Listed entries section start

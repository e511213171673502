//! Integration tests for paginated folder listing

use std::time::Duration;

use crmsync_core::domain::newtypes::{DriveId, ExternalId};
use crmsync_drive::{listing, ChildKind, DriveError};
use wiremock::matchers::{method, path, query_param};
use wiremock::{Mock, ResponseTemplate};

use crate::common::{self, drive_file, FOLDER};

fn folder_id(id: &str) -> ExternalId {
    ExternalId::new(id).unwrap()
}

#[tokio::test]
async fn test_list_folders_single_page() {
    let (server, client) = common::setup_drive_mock().await;
    common::mount_listing(
        &server,
        &common::folders_query("root-folder"),
        serde_json::json!([
            drive_file("d1", "2024", FOLDER),
            drive_file("d2", "Archive", FOLDER),
        ]),
    )
    .await;

    let folders = listing::list_children(
        &client,
        &folder_id("root-folder"),
        &DriveId::my_drive(),
        ChildKind::Containers,
    )
    .await
    .expect("listing failed");

    let names: Vec<&str> = folders.iter().map(|f| f.name.as_str()).collect();
    assert_eq!(names, vec!["2024", "Archive"]);
}

#[tokio::test]
async fn test_list_follows_next_page_token() {
    let (server, client) = common::setup_drive_mock().await;
    common::mount_listing_paginated(
        &server,
        &common::files_query("root-folder"),
        serde_json::json!([drive_file("f1", "a.pdf", "application/pdf")]),
        serde_json::json!([
            drive_file("f2", "b.png", "image/png"),
            drive_file("f3", "c.mp3", "audio/mpeg"),
        ]),
    )
    .await;

    let files = listing::list_children(
        &client,
        &folder_id("root-folder"),
        &DriveId::my_drive(),
        ChildKind::Leaves,
    )
    .await
    .expect("listing failed");

    let ids: Vec<&str> = files.iter().map(|f| f.id.as_str()).collect();
    assert_eq!(ids, vec!["f1", "f2", "f3"]);
}

#[tokio::test]
async fn test_list_sends_page_size() {
    let (server, client) = common::setup_drive_mock().await;
    Mock::given(method("GET"))
        .and(path("/files"))
        .and(query_param("pageSize", "25"))
        .respond_with(ResponseTemplate::new(200).set_body_json(serde_json::json!({"files": []})))
        .expect(1)
        .mount(&server)
        .await;

    let files = listing::list_children(
        &client.with_page_size(25),
        &folder_id("p"),
        &DriveId::my_drive(),
        ChildKind::Leaves,
    )
    .await
    .unwrap();
    assert!(files.is_empty());
}

#[tokio::test]
async fn test_shared_drive_parameters() {
    let (server, client) = common::setup_drive_mock().await;
    Mock::given(method("GET"))
        .and(path("/files"))
        .and(query_param("corpora", "drive"))
        .and(query_param("driveId", "0ASharedDrive"))
        .and(query_param("supportsAllDrives", "true"))
        .and(query_param("includeItemsFromAllDrives", "true"))
        .respond_with(ResponseTemplate::new(200).set_body_json(serde_json::json!({
            "files": [drive_file("f1", "shared.docx", "application/msword")]
        })))
        .expect(1)
        .mount(&server)
        .await;

    let files = listing::list_children(
        &client,
        &folder_id("team-folder"),
        &DriveId::new("0ASharedDrive").unwrap(),
        ChildKind::Leaves,
    )
    .await
    .unwrap();
    assert_eq!(files.len(), 1);
}

#[tokio::test]
async fn test_my_drive_omits_shared_drive_parameters() {
    let (server, client) = common::setup_drive_mock().await;
    // Only matches if corpora is present; an unmatched request gets a 404
    Mock::given(method("GET"))
        .and(path("/files"))
        .and(query_param("corpora", "drive"))
        .respond_with(ResponseTemplate::new(200).set_body_json(serde_json::json!({"files": []})))
        .expect(0)
        .mount(&server)
        .await;

    let result = listing::list_children(
        &client,
        &folder_id("p"),
        &DriveId::my_drive(),
        ChildKind::Leaves,
    )
    .await;
    assert!(matches!(result, Err(DriveError::NotFound(_))));
}

#[tokio::test]
async fn test_unauthorized_is_classified() {
    let (server, client) = common::setup_drive_mock().await;
    Mock::given(method("GET"))
        .and(path("/files"))
        .respond_with(ResponseTemplate::new(401).set_body_string("Invalid Credentials"))
        .mount(&server)
        .await;

    let err = listing::list_children(
        &client,
        &folder_id("p"),
        &DriveId::my_drive(),
        ChildKind::Containers,
    )
    .await
    .unwrap_err();
    match err {
        DriveError::Unauthorized(body) => assert!(body.contains("Invalid Credentials")),
        other => panic!("unexpected error: {other:?}"),
    }
}

#[tokio::test]
async fn test_rate_limited_carries_retry_after() {
    let (server, client) = common::setup_drive_mock().await;
    Mock::given(method("GET"))
        .and(path("/files"))
        .respond_with(ResponseTemplate::new(429).append_header("Retry-After", "12"))
        .mount(&server)
        .await;

    let err = listing::list_children(
        &client,
        &folder_id("p"),
        &DriveId::my_drive(),
        ChildKind::Leaves,
    )
    .await
    .unwrap_err();
    assert!(matches!(
        err,
        DriveError::TooManyRequests { retry_after: Some(d) } if d == Duration::from_secs(12)
    ));
}

#[tokio::test]
async fn test_server_error_is_classified() {
    let (server, client) = common::setup_drive_mock().await;
    Mock::given(method("GET"))
        .and(path("/files"))
        .respond_with(ResponseTemplate::new(503))
        .mount(&server)
        .await;

    let err = listing::list_children(
        &client,
        &folder_id("p"),
        &DriveId::my_drive(),
        ChildKind::Leaves,
    )
    .await
    .unwrap_err();
    assert!(matches!(err, DriveError::ServerError(_)));
}

#[tokio::test]
async fn test_malformed_body_is_invalid_response() {
    let (server, client) = common::setup_drive_mock().await;
    Mock::given(method("GET"))
        .and(path("/files"))
        .respond_with(ResponseTemplate::new(200).set_body_string("<html>oops</html>"))
        .mount(&server)
        .await;

    let err = listing::list_children(
        &client,
        &folder_id("p"),
        &DriveId::my_drive(),
        ChildKind::Leaves,
    )
    .await
    .unwrap_err();
    assert!(matches!(err, DriveError::InvalidResponse(_)));
}

#[tokio::test]
async fn test_repeated_page_token_stops_pagination() {
    let (server, client) = common::setup_drive_mock().await;
    Mock::given(method("GET"))
        .and(path("/files"))
        .respond_with(ResponseTemplate::new(200).set_body_json(serde_json::json!({
            "nextPageToken": "same",
            "files": [drive_file("f1", "a.pdf", "application/pdf")]
        })))
        .expect(2)
        .mount(&server)
        .await;

    let files = listing::list_children(
        &client,
        &folder_id("p"),
        &DriveId::my_drive(),
        ChildKind::Leaves,
    )
    .await
    .unwrap();
    assert_eq!(files.len(), 2);
}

Listed entries section end

Pull every line that holds the string "application" out of the records.

§ **Exercise result**
        serde_json::json!([drive_file("f1", "a.pdf", "application/pdf")]),
            "files": [drive_file("f1", "shared.docx", "application/msword")]
            "files": [drive_file("f1", "a.pdf", "application/pdf")]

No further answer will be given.